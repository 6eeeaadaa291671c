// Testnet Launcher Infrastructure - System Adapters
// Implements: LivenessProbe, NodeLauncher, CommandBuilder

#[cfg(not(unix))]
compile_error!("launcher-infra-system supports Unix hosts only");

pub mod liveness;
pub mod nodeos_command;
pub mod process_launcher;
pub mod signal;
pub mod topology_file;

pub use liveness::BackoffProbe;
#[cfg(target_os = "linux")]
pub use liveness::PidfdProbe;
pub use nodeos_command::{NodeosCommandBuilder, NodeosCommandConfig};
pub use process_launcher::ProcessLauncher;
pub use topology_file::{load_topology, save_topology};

▬▬▬▬▬▬▬▬▬▬

* [WHAT YOU HAVE TO DO] For every line of the listing, produce an identical copy.

* [RESULT FOR THIS EXERCISE]
repository 6eeeaadaa291671c
// Testnet Launcher Infrastructure - System Adapters
// Implements: LivenessProbe, NodeLauncher, CommandBuilder

#[cfg(not(unix))]
compile_error!("launcher-infra-system supports Unix hosts only");

pub mod liveness;
pub mod nodeos_command;
pub mod process_launcher;
pub mod signal;
pub mod topology_file;

pub use liveness::BackoffProbe;
#[cfg(target_os = "linux")]
pub use liveness::PidfdProbe;
pub use nodeos_command::{NodeosCommandBuilder, NodeosCommandConfig};
pub use process_launcher::ProcessLauncher;
pub use topology_file::{load_topology, save_topology};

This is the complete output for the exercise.